While engaged is a discussion today regarding consumer engagement strategies for home energy management solutions, a colleague raised the question, “How do you make environmental sustainability resonate with the average person?’ For that matter, does the average person really connect personal driving habits to air quality? As we turn on our tap water, do we ever question whether clean water will flow? As I pondered these questions, it occurred to me that the questions are not really about conservation or reducing pollutants. We have to probe further into human nature to ask the right questions.
Although the “green movement” has gained significant momentum, tom many, environmental issues still remain abstract. Humans respond to things that are immediate and personal. People that experience the death of a loved one to cancer will often become the most passionate champions of charities committed to cancer research. The fact is that sustainability and environmental stewardship have to be personalized in similar ways.
Environmental stewardship has to be linked to outcomes that align with human values. Electric utilities have found that saving money on a monthly bill can motivate consumers to conserve energy. A reduction of carbon emissions may be viewed as a good thing, but financial stewardship at home in a tough economy is viewed as absolutely necessary.

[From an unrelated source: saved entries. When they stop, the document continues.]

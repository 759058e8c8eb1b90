//! Opcodes chosen for expressions, calls and creation builtins

use crate::tests::helpers::{assert_opcode_counts, runtime_asm};

#[test]
fn division_follows_signedness() {
    let asm = runtime_asm(
        r#"
@pure
@external
def unsigned(a: uint256, b: uint256) -> uint256:
    return a / b

@pure
@external
def signed(a: int256, b: int256) -> int256:
    return a % b
"#,
    );
    assert_opcode_counts(&asm, &[("DIV", 1), ("SMOD", 1), ("SDIV", 0), ("MOD", 0)]);
}

#[test]
fn external_calls_follow_mutability() {
    let asm = runtime_asm(
        r#"
interface Oracle:
    def price() -> uint256: view
    def poke(): nonpayable

@view
@external
def read(o: address) -> uint256:
    return Oracle(o).price()

@external
def write(o: address):
    Oracle(o).poke()
"#,
    );
    assert_opcode_counts(&asm, &[("STATICCALL", 1), ("CALL", 1), ("EXTCODESIZE", 2)]);
}

#[test]
fn creation_opcodes() {
    let asm = runtime_asm(
        r#"
@external
def proxy(t: address) -> address:
    return create_minimal_proxy_to(t)

@external
def copy_of(t: address, s: bytes32) -> address:
    return create_copy_of(t, salt=s)
"#,
    );
    assert_opcode_counts(&asm, &[("CREATE", 1), ("CREATE2", 1), ("EXTCODECOPY", 1)]);
}

#[test]
fn indexed_fields_become_topics() {
    let asm = runtime_asm(
        r#"
event Transfer:
    sender: indexed(address)
    receiver: indexed(address)
    amount: uint256

@external
def send(to: address, amount: uint256):
    log Transfer(msg.sender, to, amount)
"#,
    );
    assert_opcode_counts(&asm, &[("LOG3", 1), ("LOG1", 0)]);
}

#[test]
fn internal_functions_are_emitted_once() {
    let asm = runtime_asm(
        r#"
@internal
def double(a: uint256) -> uint256:
    return a * 2

@external
def f(a: uint256) -> uint256:
    return self.double(a) + self.double(a + 1)
"#,
    );
    // One multiplication in the body, checked with one division
    assert_opcode_counts(&asm, &[("MUL", 1), ("DIV", 1)]);
}
//! Interpretation of type annotations.

use super::ModuleContext;
use crate::scope::Location;
use alloy_primitives::U256;
use vyc_data::{IntType, Type, TypedExpr, hir::ExprKind as HirExprKind};
use vyc_syntax::{
    Diagnostic, Result,
    ast::{Expr, ExprKind},
};

const MAX_ARRAY_LEN: u64 = 1 << 16;
const MAX_BYTES_LEN: u64 = 1 << 20;
const MAX_TYPE_SIZE: u64 = 1 << 24;

impl ModuleContext<'_> {
    /// Any type, `HashMap` included.
    pub(crate) fn resolve_type(&self, annotation: &Expr<'_>) -> Result<Type> {
        let ty = match &annotation.kind {
            ExprKind::Name(name) => self.named_type(name).ok_or_else(|| {
                Diagnostic::structure(format!("unknown type `{name}`"), annotation.span.clone())
            })?,
            ExprKind::Subscript { value, index } => match value.as_name() {
                Some("HashMap") => {
                    let ExprKind::Tuple(members) = &index.kind else {
                        return Err(Diagnostic::type_error(
                            "HashMap needs a key and a value type",
                            index.span.clone(),
                        ));
                    };
                    let [key, value] = members.as_slice() else {
                        return Err(Diagnostic::type_error(
                            "HashMap needs a key and a value type",
                            index.span.clone(),
                        ));
                    };
                    let key_ty = self.resolve_type(key)?;
                    if !key_ty.is_word() {
                        return Err(Diagnostic::type_error(
                            format!("`{key_ty}` cannot be used as a HashMap key"),
                            key.span.clone(),
                        ));
                    }
                    Type::HashMap(Box::new(key_ty), Box::new(self.resolve_type(value)?))
                }
                Some(kind @ ("Bytes" | "String")) => {
                    let len = self.array_bound(index, MAX_BYTES_LEN)?;
                    if kind == "Bytes" { Type::Bytes(len) } else { Type::String(len) }
                }
                Some("DynArray") => {
                    return Err(Diagnostic::type_error(
                        "dynamic arrays are not supported",
                        annotation.span.clone(),
                    ));
                }
                _ => {
                    let element = self.resolve_type(value)?;
                    if !element.is_value_type() {
                        return Err(Diagnostic::type_error(
                            "arrays of HashMap are not supported",
                            value.span.clone(),
                        ));
                    }
                    let len = self.array_bound(index, MAX_ARRAY_LEN)?;
                    if u64::from(element.memory_size()) * u64::from(len) > MAX_TYPE_SIZE {
                        return Err(Diagnostic::type_error(
                            format!("type `{element}[{len}]` is too large"),
                            annotation.span.clone(),
                        ));
                    }
                    Type::Array(Box::new(element), len)
                }
            },
            _ => {
                return Err(Diagnostic::type_error(
                    "expected a type annotation",
                    annotation.span.clone(),
                ));
            }
        };
        if u64::from(ty.memory_size()) > MAX_TYPE_SIZE {
            return Err(Diagnostic::type_error(
                format!("type `{ty}` is too large"),
                annotation.span.clone(),
            ));
        }
        Ok(ty)
    }

    /// A type whose values can live in memory: everything but `HashMap`.
    pub(crate) fn resolve_value_type(&self, annotation: &Expr<'_>) -> Result<Type> {
        let ty = self.resolve_type(annotation)?;
        if !ty.is_value_type() {
            return Err(Diagnostic::type_error(
                "HashMap is only allowed as the type of a storage variable",
                annotation.span.clone(),
            ));
        }
        Ok(ty)
    }

    fn named_type(&self, name: &str) -> Option<Type> {
        match name {
            "bool" => return Some(Type::Bool),
            "address" => return Some(Type::Address),
            _ => {}
        }
        if let Some(ty) = self.structs.get(name) {
            return Some(Type::Struct(ty.clone()));
        }
        if let Some(ty) = self.interfaces.get(name) {
            return Some(Type::Interface(ty.clone()));
        }
        let (signed, bits) = match name.strip_prefix("uint") {
            Some(bits) => (false, bits),
            None => match name.strip_prefix("int") {
                Some(bits) => (true, bits),
                None => {
                    let m = name.strip_prefix("bytes")?.parse::<u8>().ok()?;
                    return (1..=32).contains(&m).then_some(Type::BytesM(m));
                }
            },
        };
        let bits = bits.parse::<u16>().ok()?;
        (bits % 8 == 0 && (8..=256).contains(&bits)).then_some(Type::Int(IntType { signed, bits }))
    }

    /// Length of an array or byte array: an integer literal or an integer constant.
    fn array_bound(&self, bound: &Expr<'_>, max: u64) -> Result<u32> {
        let value = match &bound.kind {
            ExprKind::Int(value) => Some(*value),
            ExprKind::Name(name) => {
                match self.scopes.lookup(self.scopes.module(), name).map(|b| &b.location) {
                    Some(Location::Constant(TypedExpr {
                        kind: HirExprKind::Literal(value),
                        ty: Type::Int(int),
                        ..
                    })) if !int.signed || !value.bit(255) => Some(*value),
                    _ => None,
                }
            }
            _ => None,
        };
        let Some(value) = value else {
            return Err(Diagnostic::type_error(
                "array bound must be an integer literal or constant",
                bound.span.clone(),
            ));
        };
        if value == U256::ZERO || value > U256::from(max) {
            return Err(Diagnostic::type_error(
                format!("array bound must be between 1 and {max}"),
                bound.span.clone(),
            ));
        }
        Ok(value.to::<u32>())
    }
}
//! Property tests comparing checked arithmetic on chain with host arithmetic

use crate::{Bytecode, tests::helpers::compile};
use alloy_primitives::{I256, U256};
use proptest::prelude::*;
use std::sync::OnceLock;
use test_utils::{Chain, word};
use vyc_data::{AbiValue, encode_call};

const MATH: &str = r#"
@pure
@external
def add(a: uint256, b: uint256) -> uint256:
    return a + b

@pure
@external
def sub(a: uint256, b: uint256) -> uint256:
    return a - b

@pure
@external
def mul(a: uint256, b: uint256) -> uint256:
    return a * b

@pure
@external
def sadd(a: int256, b: int256) -> int256:
    return a + b

@pure
@external
def ssub(a: int256, b: int256) -> int256:
    return a - b

@pure
@external
def add64(a: int64, b: int64) -> int64:
    return a + b
"#;

fn bytecode() -> &'static Bytecode {
    static BYTECODE: OnceLock<Bytecode> = OnceLock::new();
    BYTECODE.get_or_init(|| compile(MATH))
}

/// Runs `signature` on a fresh deployment. `None` if it reverted.
fn run(signature: &str, args: &[AbiValue]) -> Option<U256> {
    let mut chain = Chain::new();
    let address = chain.deploy(bytecode().init.clone()).expect("deploys");
    let output = chain.call(address, encode_call(signature, args)).ok()?;
    word(&output)
}

fn arb_u256() -> impl Strategy<Value = U256> {
    prop_oneof![
        // Explicit edge cases
        Just(U256::ZERO),
        Just(U256::MAX),
        any::<u8>().prop_map(|x| U256::ONE << x),
        any::<[u8; 32]>().prop_map(U256::from_be_bytes),
    ]
}

fn arb_i256() -> impl Strategy<Value = I256> {
    prop_oneof![
        Just(I256::ZERO),
        Just(I256::MIN),
        Just(I256::MAX),
        Just(I256::MINUS_ONE),
        arb_u256().prop_map(I256::from_raw),
    ]
}

proptest! {
    #[test]
    fn unsigned_add(a in arb_u256(), b in arb_u256()) {
        let result = run("add(uint256,uint256)", &[AbiValue::Uint(a), AbiValue::Uint(b)]);
        prop_assert_eq!(result, a.checked_add(b));
    }

    #[test]
    fn unsigned_sub(a in arb_u256(), b in arb_u256()) {
        let result = run("sub(uint256,uint256)", &[AbiValue::Uint(a), AbiValue::Uint(b)]);
        prop_assert_eq!(result, a.checked_sub(b));
    }

    #[test]
    fn unsigned_mul(a in arb_u256(), b in arb_u256()) {
        let result = run("mul(uint256,uint256)", &[AbiValue::Uint(a), AbiValue::Uint(b)]);
        prop_assert_eq!(result, a.checked_mul(b));
    }

    #[test]
    fn signed_add(a in arb_i256(), b in arb_i256()) {
        let result = run("sadd(int256,int256)", &[AbiValue::Int(a), AbiValue::Int(b)]);
        prop_assert_eq!(result, a.checked_add(b).map(I256::into_raw));
    }

    #[test]
    fn signed_sub(a in arb_i256(), b in arb_i256()) {
        let result = run("ssub(int256,int256)", &[AbiValue::Int(a), AbiValue::Int(b)]);
        prop_assert_eq!(result, a.checked_sub(b).map(I256::into_raw));
    }

    #[test]
    fn narrow_signed_add(a in any::<i64>(), b in any::<i64>()) {
        let int = |value: i64| AbiValue::Int(I256::try_from(value).unwrap());
        let args = [int(a), int(b)];
        let result = run("add64(int64,int64)", &args);
        let expected = a.checked_add(b).map(|sum| I256::try_from(sum).unwrap().into_raw());
        prop_assert_eq!(result, expected);
    }
}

In urban communities, people are more likely to live near electric generation plants that emit pollutants into the air. Environmental justice advocates assert that pollutants from cars and factories also disproportionately impact underserved communities and communities of color. They cite the skyrocketing rates of asthma in such communities as proof. Thus, many people are beginning to see environmental stewardship as a matter of life and death – literally. We are now speaking of a public health issue and not merely an environmental issue.
The fact is that we have to communicate to people in ways that are personal and compelling. The success of recycling programs, home energy management programs, and water conservation initiatives depend upon strategic public relations campaigns. After all, the focus is not the environment – it is ultimately the manner in which people treat the environment.